What you return should be each line of the data containing the string "this".

(Stored items)
══════
use std::collections::HashMap;
use std::time::Duration;

use crate::error::ConfigError;
use crate::types::MerchantId;

/// Runtime mode of the hosting process.
///
/// Outside production, test sends and broadcasts never reach providers.
#[derive(Debug, Clone, Copy, PartialEq, Eq, Default)]
pub enum RuntimeMode {
    #[default]
    Production,
    Test,
}

impl RuntimeMode {
    pub fn is_production(&self) -> bool {
        matches!(self, RuntimeMode::Production)
    }
}

/// Per-merchant requests-per-second budget. `0` means unlimited.
#[derive(Debug, Clone, Default, PartialEq, Eq)]
pub struct RateBudget {
    pub default_rps: u32,
    pub per_merchant: HashMap<MerchantId, u32>,
}

impl RateBudget {
    pub fn new(default_rps: u32) -> Self {
        Self {
            default_rps,
            per_merchant: HashMap::new(),
        }
    }

    pub fn with_override(mut self, merchant_id: impl Into<String>, rps: u32) -> Self {
        self.per_merchant.insert(MerchantId(merchant_id.into()), rps);
        self
    }

    pub fn rps_for(&self, merchant_id: &MerchantId) -> u32 {
        self.per_merchant
            .get(merchant_id)
            .copied()
            .unwrap_or(self.default_rps)
    }

    /// Parse `merchant=rps` pairs separated by commas.
    pub fn parse_overrides(raw: &str) -> Result<HashMap<MerchantId, u32>, ConfigError> {
        let mut overrides = HashMap::new();
        for part in raw.split(',').map(str::trim).filter(|p| !p.is_empty()) {
            let Some((merchant, rps)) = part.split_once('=') else {
                return Err(ConfigError::new(ENV_RPS_BY_MERCHANT, part, "expected merchant=rps"));
            };
            let merchant = merchant.trim();
            if merchant.is_empty() {
                return Err(ConfigError::new(ENV_RPS_BY_MERCHANT, part, "empty merchant id"));
            }
            let rps = rps
                .trim()
                .parse::<u32>()
                .map_err(|e| ConfigError::new(ENV_RPS_BY_MERCHANT, part, e.to_string()))?;
            overrides.insert(MerchantId(merchant.to_string()), rps);
        }
        Ok(overrides)
    }
}

const ENV_ENABLED: &str = "WORKERS_ENABLED";
const ENV_INTERVAL_MS: &str = "NOTIFY_WORKER_INTERVAL_MS";
const ENV_BATCH: &str = "NOTIFY_WORKER_BATCH";
const ENV_MAX_RETRIES: &str = "NOTIFY_MAX_RETRIES";
const ENV_BACKOFF_BASE_MS: &str = "NOTIFY_BACKOFF_BASE_MS";
const ENV_BACKOFF_CAP_MS: &str = "NOTIFY_BACKOFF_CAP_MS";
const ENV_RPS_DEFAULT: &str = "NOTIFY_RPS_DEFAULT";
const ENV_RPS_BY_MERCHANT: &str = "NOTIFY_RPS_BY_MERCHANT";
const ENV_SENDING_STALE_MS: &str = "NOTIFY_SENDING_STALE_MS";
const ENV_APP_ENV: &str = "APP_ENV";

#[derive(Debug, Clone)]
pub struct DispatcherConfig {
    /// When false the scheduler is never spawned.
    pub enabled: bool,
    /// Name of the cluster-wide lock serializing ticks.
    pub worker_name: String,
    /// Event type prefix handled by this dispatcher.
    pub namespace: String,
    pub tick_interval: Duration,
    pub batch_size: usize,
    pub max_retries: u32,
    pub backoff_base: Duration,
    pub backoff_cap: Duration,
    /// Fixed delay applied to throttled events.
    pub throttle_delay: Duration,
    /// Rows stuck in `SENDING` longer than this are returned to `PENDING`.
    pub sending_stale_after: Option<Duration>,
    pub rate_limits: RateBudget,
    pub runtime: RuntimeMode,
    /// Upper bound on waiting for the in-flight tick during shutdown.
    pub shutdown_timeout: Duration,
}

impl Default for DispatcherConfig {
    fn default() -> Self {
        Self {
            enabled: true,
            worker_name: "worker:notification_dispatcher".to_string(),
            namespace: "notify.".to_string(),
            tick_interval: Duration::from_millis(3_000),
            batch_size: 10,
            max_retries: 8,
            backoff_base: Duration::from_millis(60_000),
            backoff_cap: Duration::from_millis(3_600_000),
            throttle_delay: Duration::from_secs(1),
            sending_stale_after: Some(Duration::from_millis(300_000)),
            rate_limits: RateBudget::default(),
            runtime: RuntimeMode::Production,
            shutdown_timeout: Duration::from_secs(30),
        }
    }
}

impl DispatcherConfig {
    /// Load configuration from the process environment.
    pub fn from_env() -> Result<Self, ConfigError> {
        Self::from_lookup(|key| std::env::var(key).ok())
    }

    /// Load configuration from an arbitrary key/value source.
    ///
    /// Unset keys keep their defaults, except `WORKERS_ENABLED`, which must be
    /// set explicitly to run the dispatcher.
    pub fn from_lookup<F>(lookup: F) -> Result<Self, ConfigError>
    where
        F: Fn(&str) -> Option<String>,
    {
        let mut config = Self::default();

        config.enabled = match lookup(ENV_ENABLED) {
            Some(raw) => parse_flag(ENV_ENABLED, &raw)?,
            None => false,
        };
        if let Some(ms) = read_number::<u64>(&lookup, ENV_INTERVAL_MS)? {
            if ms == 0 {
                return Err(ConfigError::new(ENV_INTERVAL_MS, "0", "must be positive"));
            }
            config.tick_interval = Duration::from_millis(ms);
        }
        if let Some(batch) = read_number::<usize>(&lookup, ENV_BATCH)? {
            config.batch_size = batch;
        }
        if let Some(max) = read_number::<u32>(&lookup, ENV_MAX_RETRIES)? {
            config.max_retries = max;
        }
        if let Some(ms) = read_number::<u64>(&lookup, ENV_BACKOFF_BASE_MS)? {
            config.backoff_base = Duration::from_millis(ms);
        }
        if let Some(ms) = read_number::<u64>(&lookup, ENV_BACKOFF_CAP_MS)? {
            config.backoff_cap = Duration::from_millis(ms);
        }
        if let Some(rps) = read_number::<u32>(&lookup, ENV_RPS_DEFAULT)? {
            config.rate_limits.default_rps = rps;
        }
        if let Some(raw) = lookup(ENV_RPS_BY_MERCHANT) {
            config.rate_limits.per_merchant = RateBudget::parse_overrides(&raw)?;
        }
        if let Some(ms) = read_number::<u64>(&lookup, ENV_SENDING_STALE_MS)? {
            config.sending_stale_after = (ms > 0).then(|| Duration::from_millis(ms));
        }
        if let Some(env) = lookup(ENV_APP_ENV) {
            config.runtime = if env.trim().eq_ignore_ascii_case("test") {
                RuntimeMode::Test
            } else {
                RuntimeMode::Production
            };
        }

        Ok(config)
    }
}

fn parse_flag(key: &str, raw: &str) -> Result<bool, ConfigError> {
    match raw.trim().to_ascii_lowercase().as_str() {
        "1" | "true" | "yes" | "on" => Ok(true),
        "0" | "false" | "no" | "off" | "" => Ok(false),
        _ => Err(ConfigError::new(key, raw, "expected a boolean flag")),
    }
}

fn read_number<T>(lookup: &impl Fn(&str) -> Option<String>, key: &str) -> Result<Option<T>, ConfigError>
where
    T: std::str::FromStr,
    T::Err: std::fmt::Display,
{
    let Some(raw) = lookup(key) else {
        return Ok(None);
    };
    let trimmed = raw.trim();
    if trimmed.is_empty() {
        return Ok(None);
    }
    trimmed
        .parse::<T>()
        .map(Some)
        .map_err(|e| ConfigError::new(key, &raw, e.to_string()))
}

#[cfg(test)]
mod tests {
    use super::*;

    fn lookup_from(pairs: &[(&str, &str)]) -> impl Fn(&str) -> Option<String> {
        let map: HashMap<String, String> = pairs
            .iter()
            .map(|(k, v)| (k.to_string(), v.to_string()))
            .collect();
        move |key| map.get(key).cloned()
    }

    #[test]
    fn empty_environment_keeps_defaults_but_stays_disabled() {
        let config = DispatcherConfig::from_lookup(lookup_from(&[])).unwrap();
        assert!(!config.enabled);
        assert_eq!(config.batch_size, 10);
        assert_eq!(config.max_retries, 8);
        assert_eq!(config.backoff_base, Duration::from_secs(60));
        assert_eq!(config.runtime, RuntimeMode::Production);
    }

    #[test]
    fn reads_every_recognized_option() {
        let config = DispatcherConfig::from_lookup(lookup_from(&[
            ("WORKERS_ENABLED", "1"),
            ("NOTIFY_WORKER_INTERVAL_MS", "500"),
            ("NOTIFY_WORKER_BATCH", "25"),
            ("NOTIFY_MAX_RETRIES", "3"),
            ("NOTIFY_BACKOFF_BASE_MS", "1000"),
            ("NOTIFY_BACKOFF_CAP_MS", "8000"),
            ("NOTIFY_RPS_DEFAULT", "5"),
            ("NOTIFY_RPS_BY_MERCHANT", "m-1=2, m-2=0"),
            ("NOTIFY_SENDING_STALE_MS", "0"),
            ("APP_ENV", "test"),
        ]))
        .unwrap();

        assert!(config.enabled);
        assert_eq!(config.tick_interval, Duration::from_millis(500));
        assert_eq!(config.batch_size, 25);
        assert_eq!(config.max_retries, 3);
        assert_eq!(config.backoff_cap, Duration::from_secs(8));
        assert_eq!(config.rate_limits.rps_for(&MerchantId("m-1".into())), 2);
        assert_eq!(config.rate_limits.rps_for(&MerchantId("m-2".into())), 0);
        assert_eq!(config.rate_limits.rps_for(&MerchantId("other".into())), 5);
        assert_eq!(config.sending_stale_after, None);
        assert_eq!(config.runtime, RuntimeMode::Test);
    }

    #[test]
    fn malformed_numbers_name_the_variable() {
        let err = DispatcherConfig::from_lookup(lookup_from(&[("NOTIFY_WORKER_BATCH", "ten")]))
            .unwrap_err();
        assert_eq!(err.key, "NOTIFY_WORKER_BATCH");
    }

    #[test]
    fn malformed_override_is_rejected() {
        assert!(RateBudget::parse_overrides("m-1").is_err());
        assert!(RateBudget::parse_overrides("m-1=x").is_err());
        assert!(RateBudget::parse_overrides("").unwrap().is_empty());
    }
}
══════
Task result:
    /// Event type prefix handled by this dispatcher.
    /// Rows stuck in `SENDING` longer than this are returned to `PENDING`.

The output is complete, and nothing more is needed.